Write new documents into Marqo

02

create_index

Create an explicitly bounded new vector index

03

delete_documents

Delete specific documents from Marqo by targeting their IDs

04

get_index_stats

Get configuration and stats for an index

05

list_indexes

Crucial before writing queries hitting arbitrary collections. List all Marqo vector indexes

06

tensor_search

Perform natural language tensor search on Marqo

Example Prompts for Marqo AI (Vector Search & Embeddings) in Cursor

Ready-to-use prompts you can give your Cursor agent to start working with Marqo AI (Vector Search & Embeddings) immediately.

01

"Semantic search in index 'products' for 'lightweight running shoes for trails'"

02

"List all vector indexes in my Marqo instance"

03

"Add this document to the 'support-docs' index: {"title": "API Auth", "content": "Use Marqo-API-Key header"}"

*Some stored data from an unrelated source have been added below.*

use crate::config::ConfigError;
use crate::dashboard::DashboardError;
use crate::datasets::DatasetImportError;
use crate::telemetry::TelemetryError;
use axum::http::StatusCode;
use axum::response::{IntoResponse, Response};
use axum::Json;
use serde_json::json;
use std::fmt;

#[derive(Debug)]
pub enum AppError {
    Config(ConfigError),
    Telemetry(TelemetryError),
    Io(std::io::Error),
    Server(axum::Error),
    Dataset(DatasetImportError),
    Dashboard(DashboardError),
}

impl fmt::Display for AppError {
    fn fmt(&self, f: &mut fmt::Formatter<'_>) -> fmt::Result {
        match self {
            AppError::Config(err) => write!(f, "configuration error: {}", err),
            AppError::Telemetry(err) => write!(f, "telemetry error: {}", err),
            AppError::Io(err) => write!(f, "io error: {}", err),
            AppError::Server(err) => write!(f, "server error: {}", err),
            AppError::Dataset(err) => write!(f, "dataset error: {}", err),
            AppError::Dashboard(err) => write!(f, "dashboard error: {}", err),
        }
    }
}

impl std::error::Error for AppError {
    fn source(&self) -> Option<&(dyn std::error::Error + 'static)> {
        match self {
            AppError::Config(err) => Some(err),
            AppError::Telemetry(err) => Some(err),
            AppError::Io(err) => Some(err),
            AppError::Server(err) => Some(err),
            AppError::Dataset(err) => Some(err),
            AppError::Dashboard(err) => Some(err),
        }
    }
}

impl AppError {
    pub fn status(&self) -> StatusCode {
        match self {
            AppError::Dataset(_) | AppError::Dashboard(_) => StatusCode::BAD_REQUEST,
            AppError::Config(_)
            | AppError::Telemetry(_)
            | AppError::Io(_)
            | AppError::Server(_) => StatusCode::INTERNAL_SERVER_ERROR,
        }
    }
}

impl IntoResponse for AppError {
    fn into_response(self) -> Response {
        let status = self.status();
        let body = Json(json!({ "error": self.to_string() }));
        (status, body).into_response()
    }
}

impl From<ConfigError> for AppError {
    fn from(value: ConfigError) -> Self {
        Self::Config(value)
    }
}

impl From<TelemetryError> for AppError {
    fn from(value: TelemetryError) -> Self {
        Self::Telemetry(value)
    }
}

impl From<std::io::Error> for AppError {
    fn from(value: std::io::Error) -> Self {
        Self::Io(value)
    }
}

impl From<axum::Error> for AppError {
    fn from(value: axum::Error) -> Self {
        Self::Server(value)
    }
}

impl From<DatasetImportError> for AppError {
    fn from(value: DatasetImportError) -> Self {
        Self::Dataset(value)
    }
}

impl From<DashboardError> for AppError {
    fn from(value: DashboardError) -> Self {
        Self::Dashboard(value)
    }
}

#[cfg(test)]
mod tests {
    use super::*;

    #[test]
    fn dashboard_errors_are_client_errors() {
        let error = AppError::from(DashboardError::UnknownSector {
            index: 7,
            available: 3,
        });
        assert_eq!(error.status(), StatusCode::BAD_REQUEST);
        assert_eq!(
            error.to_string(),
            "dashboard error: unknown sector index 7 (3 sectors available)"
        );
    }

    #[test]
    fn dataset_errors_are_client_errors() {
        let error = AppError::from(DatasetImportError::UnknownRole("Warehouse".to_string()));
        assert_eq!(error.into_response().status(), StatusCode::BAD_REQUEST);
    }

    #[test]
    fn infrastructure_errors_are_server_errors() {
        assert_eq!(
            AppError::from(ConfigError::InvalidPort).status(),
            StatusCode::INTERNAL_SERVER_ERROR
        );
        let io = std::io::Error::new(std::io::ErrorKind::AddrInUse, "port taken");
        assert_eq!(AppError::from(io).status(), StatusCode::INTERNAL_SERVER_ERROR);
    }
}
use std::collections::HashSet;

/// Insertion-ordered set of string keys.
#[derive(Debug, Clone, Default, PartialEq, Eq)]
pub struct OrderedKeys {
    order: Vec<String>,
    seen: HashSet<String>,
}

impl OrderedKeys {
    /// Returns `false` when the key was already present; its position is kept.
    pub fn insert(&mut self, key: &str) -> bool {
        if self.seen.contains(key) {
            return false;
        }
        self.seen.insert(key.to_string());
        self.order.push(key.to_string());
        true
    }

    pub fn contains(&self, key: &str) -> bool {
        self.seen.contains(key)
    }

    pub fn position(&self, key: &str) -> Option<usize> {
        if !self.contains(key) {
            return None;
        }
        self.order.iter().position(|existing| existing == key)
    }

    pub fn as_slice(&self) -> &[String] {
        &self.order
    }

    pub fn len(&self) -> usize {
        self.order.len()
    }

    pub fn is_empty(&self) -> bool {
        self.order.is_empty()
    }
}

impl<'a> FromIterator<&'a str> for OrderedKeys {
    fn from_iter<I: IntoIterator<Item = &'a str>>(iter: I) -> Self {
        let mut keys = Self::default();
        for key in iter {
            keys.insert(key);
        }
        keys
    }
}

#[cfg(test)]
mod tests {
    use super::*;

    #[test]
    fn keeps_first_insertion_position() {
        let keys: OrderedKeys = ["b", "a", "b", "c", "a"].into_iter().collect();
        assert_eq!(keys.as_slice(), ["b", "a", "c"]);
        assert_eq!(keys.position("c"), Some(2));
        assert_eq!(keys.position("z"), None);
        assert_eq!(keys.len(), 3);
    }

    #[test]
    fn insert_reports_novelty() {
        let mut keys = OrderedKeys::default();
        assert!(keys.is_empty());
        assert!(keys.insert("+10%"));
        assert!(!keys.insert("+10%"));
        assert!(keys.contains("+10%"));
    }
}
use crate::datasets::Scheme;
use serde::Serialize;
use std::collections::BTreeSet;

/// Schemes must score strictly above this to be shown.
pub const MIN_ELIGIBILITY: f64 = 0.15;

const OVERLAP_WEIGHT: f64 = 0.6;
const THRESHOLD_BONUS: f64 = 0.4;

/// Focus overlap plus a readiness bonus, capped at 1.
///
/// A scheme without focus tags has no overlap to offer and only the readiness
/// bonus applies.
pub fn eligibility_score<S>(scheme: &Scheme, selected_focus: &[S], user_score: f64) -> f64
where
    S: AsRef<str>,
{
    let overlap_ratio = if scheme.focus.is_empty() {
        0.0
    } else {
        let overlap = scheme
            .focus
            .iter()
            .filter(|focus| {
                selected_focus
                    .iter()
                    .any(|selected| selected.as_ref() == focus.as_str())
            })
            .count();
        overlap as f64 / scheme.focus.len() as f64
    };

    let threshold_bonus = if user_score >= scheme.min_score {
        THRESHOLD_BONUS
    } else {
        0.0
    };

    (overlap_ratio * OVERLAP_WEIGHT + threshold_bonus).min(1.0)
}

#[derive(Debug, Clone, PartialEq, Serialize)]
pub struct SchemeMatch<'a> {
    pub scheme: &'a Scheme,
    pub score: f64,
}

/// Schemes scoring above [`MIN_ELIGIBILITY`], best first. Ties keep catalog order.
pub fn rank_schemes<'a, S>(
    catalog: &'a [Scheme],
    selected_focus: &[S],
    user_score: f64,
) -> Vec<SchemeMatch<'a>>
where
    S: AsRef<str>,
{
    let mut matches: Vec<SchemeMatch<'a>> = catalog
        .iter()
        .map(|scheme| SchemeMatch {
            scheme,
            score: eligibility_score(scheme, selected_focus, user_score),
        })
        .filter(|candidate| candidate.score > MIN_ELIGIBILITY)
        .collect();

    matches.sort_by(|a, b| b.score.total_cmp(&a.score));
    matches
}

/// Every focus tag across the catalog, sorted and deduplicated.
pub fn focus_areas(catalog: &[Scheme]) -> Vec<String> {
    catalog
        .iter()
        .flat_map(|scheme| scheme.focus.iter().cloned())
        .collect::<BTreeSet<_>>()
        .into_iter()
        .collect()
}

Troubleshooting Marqo AI (Vector Search & Embeddings) MCP Server with Cursor

Common issues when connecting Marqo AI (Vector Search & Embeddings) to Cursor through the Vinkius, and how to resolve them.

01

Tools not appearing in Cursor

Ensure you are in Agent mode (not Ask mode). MCP tools only work in Agent mode.
02

Server shows as disconnected

Check Settings → Features → MCP and verify the server status. Try clicking the refresh button.

Marqo AI (Vector Search & Embeddings) + Cursor FAQ

Common questions about integrating Marqo AI (Vector Search & Embeddings) MCP Server with Cursor.

01

What is Agent mode and why does it matter for MCP?

Agent mode is Cursor's autonomous execution mode where the AI can perform multi-step tasks: reading files, editing code, running terminal commands, and calling MCP tools. Without Agent mode, Cursor operates in a simpler ask-and-answer mode that doesn't support tool calling. Always ensure you're in Agent mode when working with MCP servers.
02

Where does Cursor store MCP configuration?

Cursor looks for MCP server configurations in a mcp.json file. You can configure servers at the project level (.cursor/mcp.json in your project root) or globally (~/.cursor/mcp.json). Project-level configs take precedence.
03

Can Cursor use MCP tools in inline edits?

No. MCP tools are only available in Agent mode through the chat panel. Inline completions and Tab suggestions do not trigger MCP tool calls. This is by design — tool calls require user visibility and approval.
04

How do I verify MCP tools are loaded?

Open Settings → Features → MCP and look for your server name. A green indicator means the server is connected. You can also check Agent mode's available tools by clicking the tools dropdown in the chat panel.

Connect Marqo AI (Vector Search & Embeddings) to Cursor

Get your token, paste the configuration, and start using 6 tools in under 2 minutes. No API key management needed.